##### Records #####

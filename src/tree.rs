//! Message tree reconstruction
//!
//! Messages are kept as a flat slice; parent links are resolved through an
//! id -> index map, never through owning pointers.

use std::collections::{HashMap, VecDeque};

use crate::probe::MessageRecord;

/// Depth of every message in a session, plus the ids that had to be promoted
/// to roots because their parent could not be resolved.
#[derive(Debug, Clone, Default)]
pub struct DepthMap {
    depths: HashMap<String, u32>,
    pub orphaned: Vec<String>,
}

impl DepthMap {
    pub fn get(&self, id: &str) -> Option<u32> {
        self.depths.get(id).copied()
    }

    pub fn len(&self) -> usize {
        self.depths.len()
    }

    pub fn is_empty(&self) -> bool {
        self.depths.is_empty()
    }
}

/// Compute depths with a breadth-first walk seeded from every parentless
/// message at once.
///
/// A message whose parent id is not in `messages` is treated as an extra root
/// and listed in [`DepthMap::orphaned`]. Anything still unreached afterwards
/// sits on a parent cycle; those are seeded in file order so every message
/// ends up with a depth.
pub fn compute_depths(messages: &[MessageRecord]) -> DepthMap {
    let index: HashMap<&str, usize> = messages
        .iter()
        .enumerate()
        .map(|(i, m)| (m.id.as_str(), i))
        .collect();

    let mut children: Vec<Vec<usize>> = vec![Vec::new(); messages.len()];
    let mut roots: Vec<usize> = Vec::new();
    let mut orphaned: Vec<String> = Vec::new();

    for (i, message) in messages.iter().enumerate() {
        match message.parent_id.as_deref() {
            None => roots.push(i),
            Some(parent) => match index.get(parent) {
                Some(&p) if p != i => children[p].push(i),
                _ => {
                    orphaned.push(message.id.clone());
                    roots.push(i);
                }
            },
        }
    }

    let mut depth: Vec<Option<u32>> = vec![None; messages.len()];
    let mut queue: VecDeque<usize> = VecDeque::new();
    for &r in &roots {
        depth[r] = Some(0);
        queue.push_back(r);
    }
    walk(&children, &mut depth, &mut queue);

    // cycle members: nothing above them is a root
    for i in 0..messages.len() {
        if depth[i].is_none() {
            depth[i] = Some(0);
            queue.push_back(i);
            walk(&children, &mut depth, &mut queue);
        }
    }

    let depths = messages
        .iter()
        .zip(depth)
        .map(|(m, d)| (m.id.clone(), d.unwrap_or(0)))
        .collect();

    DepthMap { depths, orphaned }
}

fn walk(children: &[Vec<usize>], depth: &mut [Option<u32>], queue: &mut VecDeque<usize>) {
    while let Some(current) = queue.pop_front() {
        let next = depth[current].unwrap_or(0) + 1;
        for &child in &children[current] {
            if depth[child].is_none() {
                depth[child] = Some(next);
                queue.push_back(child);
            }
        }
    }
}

#####
##### Records #####

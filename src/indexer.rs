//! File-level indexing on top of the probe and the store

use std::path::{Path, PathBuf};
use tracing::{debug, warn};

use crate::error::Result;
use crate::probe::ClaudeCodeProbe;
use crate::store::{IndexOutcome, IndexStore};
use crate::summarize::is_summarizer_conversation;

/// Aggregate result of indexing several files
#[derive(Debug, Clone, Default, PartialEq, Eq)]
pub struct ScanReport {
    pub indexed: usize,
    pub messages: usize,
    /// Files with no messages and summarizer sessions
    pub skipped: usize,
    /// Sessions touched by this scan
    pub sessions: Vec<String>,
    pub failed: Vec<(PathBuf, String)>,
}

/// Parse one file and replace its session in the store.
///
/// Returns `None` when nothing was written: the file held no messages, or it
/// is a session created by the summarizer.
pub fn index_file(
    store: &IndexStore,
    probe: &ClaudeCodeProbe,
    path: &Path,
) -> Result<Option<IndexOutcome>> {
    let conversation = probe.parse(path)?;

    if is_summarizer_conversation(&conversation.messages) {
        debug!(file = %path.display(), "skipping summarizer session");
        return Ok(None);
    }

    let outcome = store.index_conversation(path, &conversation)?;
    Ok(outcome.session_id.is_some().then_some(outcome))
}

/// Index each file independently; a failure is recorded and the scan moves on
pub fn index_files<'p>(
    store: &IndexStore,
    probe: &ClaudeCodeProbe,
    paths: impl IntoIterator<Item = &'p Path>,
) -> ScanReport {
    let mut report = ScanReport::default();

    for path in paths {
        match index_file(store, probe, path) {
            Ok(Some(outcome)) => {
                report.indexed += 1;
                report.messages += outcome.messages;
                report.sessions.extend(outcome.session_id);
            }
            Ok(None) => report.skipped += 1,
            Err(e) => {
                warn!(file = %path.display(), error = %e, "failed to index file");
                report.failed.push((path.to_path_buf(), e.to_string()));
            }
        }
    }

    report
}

#####

* What the exercise asks *
Where the string "PathBuf" appears in a line of the entries above, return that line.

* Result of this task *
use std::path::{Path, PathBuf};
    pub failed: Vec<(PathBuf, String)>,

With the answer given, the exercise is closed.